▶ _Provided data_:
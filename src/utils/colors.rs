use std::fmt;

use thiserror::Error;

/// An RGBA color with components in the `0.0..=1.0` range.
#[derive(Debug, Clone, Copy, PartialEq, Default)]
pub struct Rgba {
    pub r: f32,
    pub g: f32,
    pub b: f32,
    pub a: f32,
}

/// Creates an RGBA color from a hex value and alpha component.
pub fn rgb_a(hex: u32, a: f32) -> Rgba {
    let [_, r, g, b] = hex.to_be_bytes().map(|b| (b as f32) / 255.0);
    Rgba { r, g, b, a }
}

/// Failure to parse a hex color string.
#[derive(Debug, Error, PartialEq, Eq)]
pub enum ParseColorError {
    #[error("color string must start with '#'")]
    MissingHash,
    #[error("expected 3, 6, or 8 hex digits, got {0}")]
    InvalidLength(usize),
    #[error("color string contains a non-hex digit")]
    InvalidDigit,
}

impl Rgba {
    /// Parses `#rgb`, `#rrggbb`, and `#rrggbbaa` color strings.
    pub fn parse(value: &str) -> Result<Self, ParseColorError> {
        let hex = value
            .strip_prefix('#')
            .ok_or(ParseColorError::MissingHash)?;
        let digits = u32::from_str_radix(hex, 16).map_err(|_| ParseColorError::InvalidDigit)?;

        match hex.len() {
            3 => {
                // Each nibble doubles: #2af is #22aaff.
                let r = (digits >> 8) & 0xF;
                let g = (digits >> 4) & 0xF;
                let b = digits & 0xF;
                Ok(rgb_a((r * 0x11) << 16 | (g * 0x11) << 8 | b * 0x11, 1.0))
            }
            6 => Ok(rgb_a(digits, 1.0)),
            8 => {
                let [r, g, b, a] = digits.to_be_bytes().map(|b| (b as f32) / 255.0);
                Ok(Rgba { r, g, b, a })
            }
            len => Err(ParseColorError::InvalidLength(len)),
        }
    }

    /// Returns a new color with the specified alpha value.
    pub fn alpha(mut self, alpha: f32) -> Self {
        self.a = alpha;
        self
    }
}

impl std::str::FromStr for Rgba {
    type Err = ParseColorError;

    fn from_str(value: &str) -> Result<Self, Self::Err> {
        Self::parse(value)
    }
}

impl fmt::Display for Rgba {
    fn fmt(&self, f: &mut fmt::Formatter<'_>) -> fmt::Result {
        let byte = |c: f32| (c.clamp(0.0, 1.0) * 255.0).round() as u8;
        write!(
            f,
            "#{:02x}{:02x}{:02x}",
            byte(self.r),
            byte(self.g),
            byte(self.b)
        )?;
        if self.a < 1.0 {
            write!(f, "{:02x}", byte(self.a))?;
        }
        Ok(())
    }
}

#[cfg(test)]
mod tests {
    use super::*;

    #[test]
    fn test_parse_six_digit_hex() {
        let color = Rgba::parse("#2563eb").unwrap();
        assert_eq!(color, rgb_a(0x2563eb, 1.0));
        assert_eq!(color.to_string(), "#2563eb");
    }

    #[test]
    fn test_parse_short_hex_expands_nibbles() {
        assert_eq!(Rgba::parse("#2af").unwrap(), Rgba::parse("#22aaff").unwrap());
    }

    #[test]
    fn test_parse_eight_digit_hex_carries_alpha() {
        let color = Rgba::parse("#ffffff80").unwrap();
        assert!((color.a - 128.0 / 255.0).abs() < 1e-6);
    }

    #[test]
    fn test_parse_rejects_malformed_strings() {
        assert_eq!(Rgba::parse("2563eb"), Err(ParseColorError::MissingHash));
        assert_eq!(Rgba::parse("#2563e"), Err(ParseColorError::InvalidLength(5)));
        assert_eq!(Rgba::parse("#2563zz"), Err(ParseColorError::InvalidDigit));
    }

    #[test]
    fn test_alpha_replaces_component() {
        let color = rgb_a(0x1d4ed8, 1.0).alpha(0.5);
        assert_eq!(color.a, 0.5);
        assert_eq!(color.r, rgb_a(0x1d4ed8, 1.0).r);
    }
}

▶ _Action item_: From the listing above, how many lines contain the word "MissingHash"? Give only the number.

▶ _Response to the exercise_: 3